Но странная история этим не кончилась, а только началась. Ибо Соловьевич сразу насторожился, насупился, а наутро пошел к Герцену перепроверять Владимира. И Александр Иванович отрекся! Да, Герцен сказал (во всяком случае, Соловьевич так передал Владимиру), что вовсе не числит Ковалевского среди близких себе людей, что слухи о его шпионстве «ходили громко в Неаполе, что у Оболенских все говорили об этом и что «это нам было известно всем и в том числе мне».
Возмущенный, негодующий, потрясенный, Владимир тут же сел к столу и настрочил два длинных письма — Бакунину и Герцену. «Ну, скажите же сами, Михайло Александрович, — писал он в первом, — что тут делать, ведь Вы же сами знаете, что все это ложь, что Оболенские принимали меня, как родного, что с Вами я был до последней минуты хорош и если бы Вы имели какие-нибудь сведения, то, верно, прямо сказали бы мне.
[...] Я просто теряюсь, когда подумаю, что достаточно одной сплетни, пущенной каким-нибудь скотом, чтобы заставить подозревать человека, которого знают целые годы. И знаете, какое одно из главных обвинений: зачем я не арестован, когда арестованы так многие. Этим людям, чтобы убедиться в том, что я не шпион, хотелось бы, чтобы меня выпороли в III отделении и сослали в каторжную работу, но доставить подобное доказательство я, по всей вероятности, воздержусь».
Второе письмо вышло еще более раздраженным и взволнованным. Владимир выложил все, что думал об эмигрантской мелкоте, не способной ни на какое серьезное дело, но готовой подхватить любую самую грязную сплетню, чтобы поднять возню, пошуметь и хоть как-то выделиться.
«Вот чему, — писал он Герцену, — я обязан своим спасением: я никогда не водился с ослами: да, наконец, где же ваш политический смысл, — написал он, — где же задатки деятельности, когда вам подозрительны люди осмотрительные, умеющие все время счастливо вращаться между самыми задорными зубцами петербургской полиции, и не подозрительны только бесполезно эмигрировавшие или вследствие болтовни, чванства и хвастовства своим значением попавшие в лапы ее».

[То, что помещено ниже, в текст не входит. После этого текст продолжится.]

#[cfg(test)]
mod tests {
    use super::*;
    use mockito::Matcher;
    use serde_json::json;

    fn config(api_url: &str) -> Config {
        Config {
            api_url: api_url.to_string(),
            ..Config::default()
        }
    }

    fn client_for(server: &mockito::ServerGuard) -> TaigaClient {
        let config = config(&server.url());
        let auth = Arc::new(AuthManager::new_for_testing("test-token".to_string(), &config).unwrap());
        TaigaClient::new(auth, &config)
    }

    #[test]
    fn test_resource_type_from_path() {
        assert_eq!(resource_type_from_path("/epics/999"), "epics");
        assert_eq!(resource_type_from_path("/userstories"), "userstories");
        assert_eq!(resource_type_from_path("projects"), "Resource");
    }

    #[test]
    fn test_classify_not_found() {
        match classify_error(StatusCode::NOT_FOUND, "/epics/999", "") {
            TaigaError::NotFound {
                resource_type,
                identifier,
            } => {
                assert_eq!(resource_type, "epics");
                assert_eq!(identifier, "/epics/999");
            }
            other => panic!("expected NotFound, got {:?}", other),
        }
    }

    #[test]
    fn test_classify_auth_and_permission() {
        let err = classify_error(StatusCode::UNAUTHORIZED, "/projects", "");
        assert_eq!(err.status_code(), Some(401));
        assert!(err.to_string().contains("Token may be invalid"));

        let err = classify_error(StatusCode::FORBIDDEN, "/projects/1", "");
        assert_eq!(err.status_code(), Some(403));
        assert!(err.to_string().starts_with("Permission denied"));
    }

    #[test]
    fn test_classify_generic_uses_service_message() {
        let err = classify_error(
            StatusCode::BAD_REQUEST,
            "/userstories",
            r#"{"_error_message": "Subject is required"}"#,
        );
        assert_eq!(err.status_code(), Some(400));
        assert_eq!(err.to_string(), "API request failed: Subject is required");
    }

    #[test]
    fn test_classify_generic_falls_back_to_raw_text() {
        let err = classify_error(StatusCode::BAD_GATEWAY, "/projects", "upstream down");
        assert_eq!(err.to_string(), "API request failed: upstream down");

        let err = classify_error(StatusCode::INTERNAL_SERVER_ERROR, "/projects", "");
        assert_eq!(err.status_code(), Some(500));
        assert!(err.to_string().contains("500"));
    }

    #[tokio::test]
    async fn test_get_sends_bearer_and_query() {
        let mut server = mockito::Server::new_async().await;
        let mock = server
            .mock("GET", "/epic-statuses")
            .match_header("authorization", "Bearer test-token")
            .match_header("accept", "application/json")
            .match_query(Matcher::UrlEncoded("project".into(), "42".into()))
            .with_status(200)
            .with_header("content-type", "application/json")
            .with_body(json!([{"id": 1, "name": "New"}]).to_string())
            .create_async()
            .await;

        let client = client_for(&server);
        assert!(!client.is_open());

        let body: Value = client
            .get("/epic-statuses", &[("project", "42".to_string())])
            .await
            .unwrap();
        assert_eq!(body[0]["name"], "New");
        assert!(client.is_open());
        mock.assert_async().await;

        client.close();
        assert!(!client.is_open());
    }

    #[tokio::test]
    async fn test_post_and_patch_send_json() {
        let mut server = mockito::Server::new_async().await;
        let post = server
            .mock("POST", "/epics")
            .match_body(Matcher::Json(json!({"project": 1, "subject": "Epic"})))
            .with_status(201)
            .with_body(json!({"id": 5, "subject": "Epic"}).to_string())
            .create_async()
            .await;
        let patch = server
            .mock("PATCH", "/epics/5")
            .match_body(Matcher::Json(json!({"version": 1, "subject": "Renamed"})))
            .with_status(200)
            .with_body(json!({"id": 5, "subject": "Renamed"}).to_string())
            .create_async()
            .await;

        let client = client_for(&server);
        let created: Value = client
            .post("/epics", &json!({"project": 1, "subject": "Epic"}))
            .await
            .unwrap();
        assert_eq!(created["id"], 5);

        let updated: Value = client
            .patch("/epics/5", &json!({"version": 1, "subject": "Renamed"}))
            .await
            .unwrap();
        assert_eq!(updated["subject"], "Renamed");

        post.assert_async().await;
        patch.assert_async().await;
    }

    #[tokio::test]
    async fn test_delete_returns_unit() {
        let mut server = mockito::Server::new_async().await;
        let mock = server
            .mock("DELETE", "/tasks/3")
            .with_status(204)
            .create_async()
            .await;

        let client = client_for(&server);
        client.delete("/tasks/3").await.unwrap();
        mock.assert_async().await;
    }

    #[tokio::test]
    async fn test_404_yields_not_found() {
        let mut server = mockito::Server::new_async().await;
        let _mock = server
            .mock("GET", "/epics/999")
            .with_status(404)
            .with_body(r#"{"_error_message": "No Epic matches the given query."}"#)
            .create_async()
            .await;

        let client = client_for(&server);
        let err = client.get::<Value>("/epics/999", &[]).await.unwrap_err();
        match err {
            TaigaError::NotFound {
                resource_type,
                identifier,
            } => {
                assert_eq!(resource_type, "epics");
                assert_eq!(identifier, "/epics/999");
            }
            other => panic!("expected NotFound, got {:?}", other),
        }
    }

    #[tokio::test]
    async fn test_401_clears_token_and_does_not_retry() {
        let mut server = mockito::Server::new_async().await;
        let mock = server
            .mock("GET", "/users/me")
            .with_status(401)
            .expect(1)
            .create_async()
            .await;

        let client = client_for(&server);
        assert!(client.auth_manager().is_authenticated().await);

        let err = client.get::<Value>("/users/me", &[]).await.unwrap_err();
        assert_eq!(err.status_code(), Some(401));
        assert!(matches!(err, TaigaError::Api { .. }));
        assert!(!client.auth_manager().is_authenticated().await);
        mock.assert_async().await;
    }

    #[tokio::test]
    async fn test_network_failure_has_no_status() {
        let config = config("http://127.0.0.1:9");
        let auth = Arc::new(AuthManager::new_for_testing("t".to_string(), &config).unwrap());
        let client = TaigaClient::new(auth, &config);

        let err = client.get::<Value>("/projects", &[]).await.unwrap_err();
        assert!(matches!(err, TaigaError::Api { status: None, .. }));
        assert!(err.to_string().starts_with("Request failed"));
    }

    #[tokio::test]
    async fn test_invalid_json_body_is_api_error() {
        let mut server = mockito::Server::new_async().await;
        let _mock = server
            .mock("GET", "/projects")
            .with_status(200)
            .with_body("not json")
            .create_async()
            .await;

        let client = client_for(&server);
        let err = client.get::<Value>("/projects", &[]).await.unwrap_err();
        assert!(err.to_string().contains("Failed to parse response"));
    }
}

Владимир Онуфриевич требовал, чтобы Герцен «в письме ко мне, где Вы заявляете о том, что не верите этой гнусной сплетне, сообщили бы имена говоривших, и я, переходя от лица к лицу с вашим письмом, добьюсь наконец до того, кто был первым виновником этой гадости».
Ответ пришел незамедлительно. В нем гордый, исполненный собственного достоинства человек ставил на место того, кто позволил себе неуместные резкости.
«16 сент[ября] 1866 г.Женева.
Письмо Ваше я получил. Жалею, что Вы употребили такой тон, после которого всякая переписка становится невозможной. Я бы, разумеется, не отвечал, если б не был замешан интерес выше личностей.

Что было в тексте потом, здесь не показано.